Beltran savait que faire confiance à Wylan sur certains sujets était suicidaire, mais bizarrement, il avait bien envie de suivre les conseils de son cousin sur ces sujets-là. Il fallait avouer que le Héraut parlait avec assurance et annonçait les choses d'un ton qui ne laissait pas de doute ou de place à une réplique. Il semblait maîtriser son sujet.
"Je me rappelle surtout l'horrible automne que j'ai passé chez vous pour vous aider à tout remettre en place. J'ai cru que j'allais mourir de froid chaque soir. En campagne, quand nous n'avons plus d'équipement, ça me parait encore moins froid que la maison de tes parents à cette époque..." rétorqua vivement Beltran.

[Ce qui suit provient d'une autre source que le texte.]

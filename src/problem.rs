//! Structured failure records and their rendering.
//!
//! Evaluation never produces a bare message string internally. It produces a
//! [`Problem`] chain that records the path from the decode root down to the
//! offending value; the chain is linearized into one human-readable message
//! only at the public boundary.

/// Why a decode failed.
///
/// `Index` and `Field` are path segments accumulated outermost-first while a
/// nested failure propagates back up. Every chain ends in exactly one
/// `Primitive` or `Fail` leaf; `OneOf` branches into several such chains.
#[derive(Debug, Clone, PartialEq)]
pub enum Problem {
    /// Leaf mismatch: the value was not the shape the decoder expected.
    /// `actual: None` stands for an absent value and renders as `undefined`.
    Primitive {
        expected: String,
        actual: Option<serde_json::Value>,
    },
    /// The failure happened inside the array element at this index.
    Index(usize, Box<Problem>),
    /// The failure happened inside the named object field.
    Field(String, Box<Problem>),
    /// Every alternative of a multi-branch decoder failed.
    OneOf(Vec<Problem>),
    /// A `fail` decoder fired with a user-supplied message.
    Fail(String),
}

impl Problem {
    pub(crate) fn primitive(expected: impl Into<String>, actual: &serde_json::Value) -> Self {
        Problem::Primitive {
            expected: expected.into(),
            actual: Some(actual.clone()),
        }
    }

    /// Linearize the failure chain into one deterministic message.
    ///
    /// The context path starts at the root marker `_` and grows `.field` /
    /// `[index]` segments until a leaf is reached. The ` at <path>` clause is
    /// omitted while the path is still just the root marker.
    pub fn render(&self) -> String {
        let mut context = String::from("_");
        let mut problem = self;
        loop {
            match problem {
                Problem::Primitive { expected, actual } => {
                    return format!(
                        "Expecting {expected}{} but instead got: {}",
                        at_clause(&context),
                        json_repr(actual.as_ref())
                    );
                }
                Problem::Index(index, rest) => {
                    context.push_str(&format!("[{index}]"));
                    problem = rest;
                }
                Problem::Field(field, rest) => {
                    context.push('.');
                    context.push_str(field);
                    problem = rest;
                }
                Problem::OneOf(problems) => {
                    // Each branch renders independently, restarting its own
                    // path accounting from the branch point.
                    let branches: Vec<String> = problems.iter().map(Problem::render).collect();
                    return format!(
                        "I ran into the following problems{}:\n\n{}",
                        at_clause(&context),
                        branches.join("\n")
                    );
                }
                Problem::Fail(message) => {
                    return format!(
                        "I ran into a `fail` decoder{}: {message}",
                        at_clause(&context)
                    );
                }
            }
        }
    }
}

fn at_clause(context: &str) -> String {
    if context == "_" {
        String::new()
    } else {
        format!(" at {context}")
    }
}

/// Compact JSON rendering of the offending value, with the literal
/// `undefined` for an absent value.
fn json_repr(value: Option<&serde_json::Value>) -> String {
    match value {
        Some(v) => serde_json::to_string(v).unwrap_or_default(),
        None => String::from("undefined"),
    }
}
use indexmap::IndexMap;
use std::fmt;

/// The result of a successful decode.
///
/// Each decoder kind has a fixed target shape: primitives produce the matching
/// primitive variant, `list`/`array` produce [`Decoded::Array`],
/// `key_value_pairs` produces [`Decoded::Entries`], `dict` produces
/// [`Decoded::Object`], `maybe` produces [`Decoded::Maybe`], and the `value`
/// passthrough hands back the raw JSON as [`Decoded::Json`].
#[derive(Debug, Clone, PartialEq)]
pub enum Decoded {
    Null,
    Bool(bool),
    Int(i64),
    Float(f64),
    String(String),
    Array(Vec<Decoded>),
    /// Object decoded as (key, value) pairs in property-enumeration order.
    Entries(Vec<(String, Decoded)>),
    /// Object decoded as a keyed map, one decoded value per key.
    Object(IndexMap<String, Decoded>),
    /// Present/absent container produced by the `maybe` decoder.
    Maybe(Option<Box<Decoded>>),
    /// The untouched input value, produced by the `value` decoder.
    Json(serde_json::Value),
}

impl fmt::Display for Decoded {
    fn fmt(&self, f: &mut fmt::Formatter<'_>) -> fmt::Result {
        match self {
            Decoded::Null => write!(f, "null"),
            Decoded::Bool(b) => write!(f, "{b}"),
            Decoded::Int(n) => write!(f, "{n}"),
            Decoded::Float(n) => write!(f, "{n}"),
            Decoded::String(s) => write!(f, "\"{s}\""),
            Decoded::Array(items) => {
                write!(f, "[")?;
                for (i, v) in items.iter().enumerate() {
                    if i > 0 {
                        write!(f, ", ")?;
                    }
                    write!(f, "{v}")?;
                }
                write!(f, "]")
            }
            Decoded::Entries(pairs) => {
                write!(f, "[")?;
                for (i, (k, v)) in pairs.iter().enumerate() {
                    if i > 0 {
                        write!(f, ", ")?;
                    }
                    write!(f, "(\"{k}\", {v})")?;
                }
                write!(f, "]")
            }
            Decoded::Object(map) => {
                write!(f, "{{")?;
                for (i, (k, v)) in map.iter().enumerate() {
                    if i > 0 {
                        write!(f, ", ")?;
                    }
                    write!(f, "\"{k}\": {v}")?;
                }
                write!(f, "}}")
            }
            Decoded::Maybe(Some(v)) => write!(f, "Just({v})"),
            Decoded::Maybe(None) => write!(f, "Nothing"),
            Decoded::Json(v) => write!(f, "{v}"),
        }
    }
}

// From trait implementations for convenient Decoded construction

impl From<bool> for Decoded {
    fn from(b: bool) -> Self {
        Decoded::Bool(b)
    }
}

impl From<i32> for Decoded {
    fn from(n: i32) -> Self {
        Decoded::Int(i64::from(n))
    }
}

impl From<i64> for Decoded {
    fn from(n: i64) -> Self {
        Decoded::Int(n)
    }
}

impl From<f64> for Decoded {
    fn from(n: f64) -> Self {
        Decoded::Float(n)
    }
}

impl From<&str> for Decoded {
    fn from(s: &str) -> Self {
        Decoded::String(s.to_string())
    }
}

impl From<String> for Decoded {
    fn from(s: String) -> Self {
        Decoded::String(s)
    }
}

impl<T: Into<Decoded>> From<Vec<T>> for Decoded {
    fn from(items: Vec<T>) -> Self {
        Decoded::Array(items.into_iter().map(Into::into).collect())
    }
}

impl<T: Into<Decoded>> From<Option<T>> for Decoded {
    fn from(opt: Option<T>) -> Self {
        Decoded::Maybe(opt.map(|v| Box::new(v.into())))
    }
}

impl Decoded {
    pub fn is_null(&self) -> bool {
        matches!(self, Decoded::Null)
    }

    pub fn as_bool(&self) -> Option<bool> {
        match self {
            Decoded::Bool(b) => Some(*b),
            _ => None,
        }
    }

    pub fn as_i64(&self) -> Option<i64> {
        match self {
            Decoded::Int(n) => Some(*n),
            _ => None,
        }
    }

    pub fn as_f64(&self) -> Option<f64> {
        match self {
            Decoded::Float(n) => Some(*n),
            _ => None,
        }
    }

    pub fn as_str(&self) -> Option<&str> {
        match self {
            Decoded::String(s) => Some(s),
            _ => None,
        }
    }

    pub fn as_array(&self) -> Option<&Vec<Decoded>> {
        match self {
            Decoded::Array(items) => Some(items),
            _ => None,
        }
    }

    pub fn as_entries(&self) -> Option<&Vec<(String, Decoded)>> {
        match self {
            Decoded::Entries(pairs) => Some(pairs),
            _ => None,
        }
    }

    pub fn as_object(&self) -> Option<&IndexMap<String, Decoded>> {
        match self {
            Decoded::Object(map) => Some(map),
            _ => None,
        }
    }

    /// Unwrap the present/absent container produced by `maybe`.
    /// Returns `None` when `self` is not a `Maybe` at all.
    pub fn as_maybe(&self) -> Option<Option<&Decoded>> {
        match self {
            Decoded::Maybe(opt) => Some(opt.as_deref()),
            _ => None,
        }
    }

    pub fn as_json(&self) -> Option<&serde_json::Value> {
        match self {
            Decoded::Json(v) => Some(v),
            _ => None,
        }
    }
}
//! Error types for credential resolution.

use thiserror::Error;

/// Errors raised while building a credentials provider from a profile.
#[derive(Debug, Clone, Error, PartialEq, Eq)]
pub enum AuthError {
    /// The profile does not carry a property the factory requires.
    #[error("profile `{profile}` is missing required property `{property}`")]
    MissingProperty { profile: String, property: String },
}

Oui, il avait grandi dans une belle maison, et à l'époque où son père était Prévôt, il avait même vécu dans de vrais palais, mais les Greenhaven avaient beau être privilégiés, les hommes (comme les femmes) devaient se confronter à la réalité du monde pour être pris au sérieux. Et on s'entraide, dans la famille. Assez grand pour porter des sacs de gravat ou des planches pour boucher les trous, Beltran avait été réquisitionné tout un été et un automne chez ses cousins avant d'être renvoyé à son précepteur quand l'hiver avait atteint le domaine. Il n'avait jamais regretté de ne pas avoir à survivre à un hiver chez Wylan malgré son grand sens de ce qui fait la force d'un homme.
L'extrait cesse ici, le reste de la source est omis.